However, Kweichow Moutai’s sales started to slow in the second quarter of last year. “The days of making money easily are over,” the Chongqing dealer said.
Jiugui Liquor said in February that its net profit was just 36 million yuan ($5.77 million) in the fourth quarter of last year, down 81.5% from the previous quarter. Before the chemical scandal was exposed, Jiugui’s net profit in the first nine months of 2012 was 459 million yuan USDCNY +0.0962% , a year-on-year increase of 433%.
As the market weakened, dealers felt a double impact because distilleries stopped delivering goods on time, but dealers still had to pay them monthly. As a result, baijiu makers’ financial reports still looked good despite the sales’ slowdown.
For example, the operating revenue of Shenzhen-listed Wuliangye Yibin Co. Ltd. was 15.6 billion yuan in the third quarter of 2012, up 36.4% compared to the same quarter a year before, the company’s financial report shows. Its net profit was 4.8 billion yuan in the July-September period, up 41.9%.
However, Silver Base Group, Wuliangye’s largest dealer, said it lost $177 million Hong Kong dollars ($22.7 million) in the third quarter of last year, the first time it lost money since it listed in Hong Kong in 2009.
“We paid Wuliangye on a monthly basis,” a Wuliangye dealer in Beijing complained, “but Wuliangye can delay delivery to us for half a year.”

The fix was in

Kweichow Moutai increased the factory price of 106 proof Feitian Moutai from 499 yuan per bottle to 619 yuan in January 2011. The company’s recommended retail price was 1,319 yuan.
Several dealers said that in the third quarter of 2011, Feitian Moutai sold for as much as 2,200 yuan, and even reached 2,800 yuan in Beijing.
In September, Feitian Moutai’s factory price was increased to 819 yuan, but by then the environment had changed.
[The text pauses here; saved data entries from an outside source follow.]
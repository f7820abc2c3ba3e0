//! HTTP transport layer for the Litcal SDK.

use crate::config::ClientConfig;
use crate::error::{ApiError, ApiResult};
use reqwest::{header, Client, RequestBuilder};
use serde::{de::DeserializeOwned, Serialize};
use std::sync::Arc;
use tracing::{debug, warn};

/// HTTP transport for making API requests.
///
/// Each call sends exactly one request; there is no retry loop.
#[derive(Debug, Clone)]
pub struct HttpTransport {
    client: Client,
    config: Arc<ClientConfig>,
}

impl HttpTransport {
    /// Create a new HTTP transport with the given configuration.
    pub fn new(config: Arc<ClientConfig>) -> ApiResult<Self> {
        let mut headers = header::HeaderMap::new();
        headers.insert(
            header::ACCEPT,
            header::HeaderValue::from_static("application/json"),
        );

        let client = Client::builder()
            .timeout(config.timeout)
            .user_agent(config.user_agent.as_str())
            .default_headers(headers)
            .build()
            .map_err(|e| ApiError::Config(e.to_string()))?;

        Ok(Self { client, config })
    }

    /// Build a URL for the given path, relative to the base URL.
    fn build_url(&self, path: &str) -> ApiResult<url::Url> {
        Ok(self.config.base_url.join(path.trim_start_matches('/'))?)
    }

    /// Send a request once and decode its JSON body.
    async fn execute<T: DeserializeOwned>(&self, request: RequestBuilder) -> ApiResult<T> {
        let response = request.send().await?;
        let status = response.status();
        let body = response.text().await?;

        if !status.is_success() {
            warn!(status = status.as_u16(), "Upstream returned an error status");
            return Err(ApiError::from_response(status.as_u16(), &body));
        }

        serde_json::from_str(&body).map_err(|e| ApiError::Malformed(e.to_string()))
    }

    /// Execute a GET request.
    pub async fn get<T: DeserializeOwned>(&self, path: &str) -> ApiResult<T> {
        let url = self.build_url(path)?;
        debug!(url = %url, "GET request");

        self.execute(self.client.get(url)).await
    }

    /// Execute a GET request with query parameters and an `Accept-Language` header.
    pub async fn get_localized<T: DeserializeOwned, Q: Serialize + ?Sized>(
        &self,
        path: &str,
        query: &Q,
        locale: &str,
    ) -> ApiResult<T> {
        let url = self.build_url(path)?;
        debug!(url = %url, locale = locale, "GET request (localized)");

        let request = self
            .client
            .get(url)
            .query(query)
            .header(header::ACCEPT_LANGUAGE, locale);
        self.execute(request).await
    }
}
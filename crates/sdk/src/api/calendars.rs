//! Calendar API endpoints.

use crate::client::LitcalClient;
use crate::error::ApiResult;
use litcal_core::listing::{CalendarListing, CalendarsResponse};
use litcal_core::types::{CalendarRequest, CalendarResponse};
use tracing::debug;

/// Calendars API: the listing and the calendars themselves.
pub struct CalendarsApi<'a> {
    client: &'a LitcalClient,
}

impl<'a> CalendarsApi<'a> {
    pub(crate) fn new(client: &'a LitcalClient) -> Self {
        Self { client }
    }

    /// List the national and diocesan calendars the API knows about.
    pub async fn list(&self) -> ApiResult<CalendarListing> {
        let response: CalendarsResponse = self.client.http.get("calendars").await?;
        debug!(
            national = response.litcal_metadata.national_calendars.len(),
            diocesan = response.litcal_metadata.diocesan_calendars.len(),
            "Fetched calendar listing"
        );
        Ok(response.litcal_metadata)
    }

    /// Fetch one calendar for one civil year.
    pub async fn fetch(&self, request: &CalendarRequest) -> ApiResult<CalendarResponse> {
        let response: CalendarResponse = self
            .client
            .http
            .get_localized(
                &request.target.resource_path(),
                &request.query(),
                request.locale.as_str(),
            )
            .await?;
        debug!(
            calendar = %request.target.title(request.year),
            events = response.litcal.len(),
            "Fetched calendar"
        );
        Ok(response)
    }
}

#[cfg(test)]
mod tests {
    use super::*;
    use chrono::NaiveDate;
    use litcal_core::types::{CalendarTarget, Locale, TransferFlags};
    use litcal_core::validation::{parse_diocese, parse_locale, parse_nation};
    use wiremock::matchers::{header, method, path, query_param};
    use wiremock::{Mock, MockServer, ResponseTemplate};

    fn client(server: &MockServer) -> LitcalClient {
        LitcalClient::builder()
            .base_url(format!("{}/api/dev/", server.uri()))
            .build()
            .unwrap()
    }

    fn calendar_body() -> serde_json::Value {
        serde_json::json!({
            "litcal": [
                {
                    "event_key": "MotherGod",
                    "name": "Mary, Mother of God",
                    "date": "2025-01-01T00:00:00+00:00",
                    "grade": 6,
                    "color": ["white"]
                }
            ],
            "settings": {"year": 2025, "locale": "en"}
        })
    }

    #[tokio::test]
    async fn test_list_calendars() {
        let server = MockServer::start().await;

        Mock::given(method("GET"))
            .and(path("/api/dev/calendars"))
            .respond_with(ResponseTemplate::new(200).set_body_json(serde_json::json!({
                "litcal_metadata": {
                    "national_calendars": [{"calendar_id": "US", "locales": ["en_US"]}],
                    "diocesan_calendars": [
                        {"calendar_id": "boston_us", "diocese": "Archdiocese of Boston", "nation": "US"}
                    ],
                    "locales": ["en", "la"]
                }
            })))
            .expect(1)
            .mount(&server)
            .await;

        let listing = client(&server).calendars().list().await.unwrap();
        assert_eq!(listing.national_ids(), vec!["US"]);
        assert_eq!(listing.diocesan_ids(), vec!["boston_us"]);
        assert_eq!(listing.locales, vec!["en", "la"]);
    }

    #[tokio::test]
    async fn test_general_calendar_sends_transfer_flags() {
        let server = MockServer::start().await;

        Mock::given(method("GET"))
            .and(path("/api/dev/calendar"))
            .and(query_param("year", "2025"))
            .and(query_param("locale", "en"))
            .and(query_param("year_type", "CIVIL"))
            .and(query_param("epiphany", "JAN6"))
            .and(query_param("ascension", "SUNDAY"))
            .and(query_param("corpus_christi", "THURSDAY"))
            .and(header("Accept-Language", "en"))
            .respond_with(ResponseTemplate::new(200).set_body_json(calendar_body()))
            .expect(1)
            .mount(&server)
            .await;

        let request = CalendarRequest::new(CalendarTarget::General, 2025, Locale::default())
            .with_transfers(TransferFlags {
                epiphany_on_sunday: false,
                ascension_on_sunday: true,
                corpus_christi_on_sunday: false,
            });
        let calendar = client(&server).calendars().fetch(&request).await.unwrap();

        assert_eq!(calendar.litcal.len(), 1);
        let day = NaiveDate::from_ymd_opt(2025, 1, 1).unwrap();
        assert!(calendar.litcal[0].falls_on(day));
    }

    #[tokio::test]
    async fn test_national_calendar_path() {
        let server = MockServer::start().await;

        Mock::given(method("GET"))
            .and(path("/api/dev/calendar/nation/US"))
            .and(query_param("year", "2025"))
            .and(query_param("locale", "en_US"))
            .and(query_param("year_type", "CIVIL"))
            .respond_with(ResponseTemplate::new(200).set_body_json(calendar_body()))
            .expect(1)
            .mount(&server)
            .await;

        let target = CalendarTarget::National(parse_nation("us").unwrap());
        let locale = parse_locale(Some("en-us")).unwrap();
        let request = CalendarRequest::new(target, 2025, locale);
        assert!(client(&server).calendars().fetch(&request).await.is_ok());
    }

    #[tokio::test]
    async fn test_diocesan_calendar_path() {
        let server = MockServer::start().await;

        Mock::given(method("GET"))
            .and(path("/api/dev/calendar/diocese/boston_us"))
            .and(query_param("year", "2024"))
            .respond_with(ResponseTemplate::new(200).set_body_json(calendar_body()))
            .expect(1)
            .mount(&server)
            .await;

        let target = CalendarTarget::Diocesan(parse_diocese("Boston_US").unwrap());
        let request = CalendarRequest::new(target, 2024, Locale::default());
        assert!(client(&server).calendars().fetch(&request).await.is_ok());
    }

    #[tokio::test]
    async fn test_missing_litcal_array_is_malformed() {
        let server = MockServer::start().await;

        Mock::given(method("GET"))
            .and(path("/api/dev/calendar"))
            .respond_with(
                ResponseTemplate::new(200).set_body_json(serde_json::json!({"settings": {}})),
            )
            .mount(&server)
            .await;

        let request = CalendarRequest::new(CalendarTarget::General, 2025, Locale::default());
        let result = client(&server).calendars().fetch(&request).await;
        assert!(matches!(result, Err(crate::error::ApiError::Malformed(_))));
    }
}
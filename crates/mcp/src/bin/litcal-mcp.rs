// Standalone MCP server binary

use anyhow::Result;
use clap::Parser;
use litcal_mcp::config::ServerConfig;
use litcal_mcp::server::McpServer;
use litcal_mcp::tools::{calendar_registry, ToolContext};
use std::path::PathBuf;

#[derive(Parser, Debug)]
#[command(name = "litcal-mcp", version)]
#[command(about = "Liturgical Calendar MCP server over stdio", long_about = None)]
struct Args {
    /// Path to configuration file; a missing file means defaults
    #[arg(short, long, default_value = "litcal.toml")]
    config: PathBuf,

    /// Base URL of the Liturgical Calendar API
    #[arg(long)]
    api_base_url: Option<String>,

    /// Upstream request timeout in seconds
    #[arg(long, allow_negative_numbers = true)]
    timeout_secs: Option<i64>,

    /// Emit logs as JSON lines
    #[arg(long)]
    log_json: bool,
}

fn init_tracing(json: bool) {
    let filter = tracing_subscriber::EnvFilter::try_from_default_env()
        .unwrap_or_else(|_| "info".into());

    // stdout carries protocol frames only
    let builder = tracing_subscriber::fmt()
        .with_env_filter(filter)
        .with_target(false)
        .with_writer(std::io::stderr);

    if json {
        builder.json().init();
    } else {
        builder.init();
    }
}

#[tokio::main]
async fn main() -> Result<()> {
    let args = Args::parse();
    init_tracing(args.log_json);

    tracing::info!("Litcal MCP Server starting...");

    let config = ServerConfig::load(&args.config)?
        .with_env()
        .with_overrides(args.api_base_url, args.timeout_secs);
    tracing::info!(
        api_base_url = %config.api_base_url,
        timeout_secs = config.timeout_secs,
        "Configuration loaded"
    );

    let registry = calendar_registry(ToolContext::new(config.client()?));
    tracing::info!("Registered {} tools", registry.len());

    let server = McpServer::new(registry);
    if let Err(e) = server.start().await {
        tracing::error!("MCP server stopped: {:#}", e);
        return Err(e);
    }

    Ok(())
}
The retail price had fallen to between 1,500 yuan and 1,700 yuan.
Kweichou Moutai’s top priority was to maintain price, company chairman Yuan Renguo said at a dealers’ meeting in December last year, adding that the retail price of Feitian Moutai couldn’t fall below 1,519 yuan.
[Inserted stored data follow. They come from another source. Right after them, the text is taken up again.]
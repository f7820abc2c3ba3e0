// Tool returning the celebrations of a single day

use super::{
    json_schema_enum, json_schema_object, json_schema_string, tool_result, Tool, ToolArgs,
    ToolContext,
};
use crate::protocol::{CallToolResult, ToolSchema};
use anyhow::Result;
use chrono::Datelike;
use litcal_core::format::format_liturgy_of_the_day;
use litcal_core::types::CalendarType;
use litcal_core::validation::{parse_locale, parse_target, resolve_date};
use litcal_core::LitcalResult;
use tracing::info;

/// Tool returning the liturgy of one day, with readings, from any calendar
pub struct LiturgyOfTheDayTool {
    context: ToolContext,
}

impl LiturgyOfTheDayTool {
    pub const NAME: &'static str = "get_liturgy_of_the_day";

    pub fn new(context: ToolContext) -> Self {
        Self { context }
    }

    async fn run(&self, arguments: serde_json::Value) -> LitcalResult<String> {
        let args = ToolArgs::parse(arguments)?;

        let calendar_type = match args.string("calendar_type")?.map(str::trim) {
            Some(raw) if !raw.is_empty() => raw.parse::<CalendarType>()?,
            _ => CalendarType::General,
        };
        let target = parse_target(calendar_type, args.string("calendar_id")?)?;
        let day = resolve_date(args.string("date")?, self.context.today())?;
        let locale = parse_locale(args.string("locale")?)?;

        info!(calendar = %target.title(day.year()), date = %day, "Fetching liturgy of the day");

        let request = self
            .context
            .calendar_request(target, day.year(), locale)
            .await?;
        let response = self.context.fetch(&request).await?;

        format_liturgy_of_the_day(&request.target, day, &response)
    }
}

#[async_trait::async_trait]
impl Tool for LiturgyOfTheDayTool {
    fn schema(&self) -> ToolSchema {
        ToolSchema {
            name: Self::NAME.to_string(),
            description: "Retrieve the liturgical celebrations of a date, with their readings, \
                from the general, a national or a diocesan calendar. Examples: today in the \
                General Roman Calendar (no arguments); Christmas in the United States \
                (date='2024-12-25', calendar_type='national', calendar_id='US')."
                .to_string(),
            input_schema: json_schema_object(
                serde_json::json!({
                    "date": json_schema_string("Date in YYYY-MM-DD format. Defaults to today."),
                    "calendar_type": json_schema_enum(
                        &["general", "national", "diocesan"],
                        "Which calendar to read (default: general)"
                    ),
                    "calendar_id": json_schema_string("Nation code like 'US' or diocese id like 'romamo_it'. Required for national and diocesan calendars, ignored for the general calendar."),
                    "locale": json_schema_string("Locale for translations (e.g. 'en', 'fr_CA'). Defaults to 'en'.")
                }),
                vec![],
            ),
        }
    }

    async fn execute(&self, arguments: serde_json::Value) -> Result<CallToolResult> {
        Ok(tool_result(Self::NAME, self.run(arguments).await))
    }
}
These remarks would open up a can of worms for Yuan’s company and Wuliangye Yibin. They would get the notice of price monitoring authorities, who began investigating the firms for violations of the country’s anti-monopoly law.
The two firms quickly stopped their price-fixing, but that did not stop the National Development and Reform Commission from slapping Kweichow Moutai and Wuliangye Yibin with large fines in February.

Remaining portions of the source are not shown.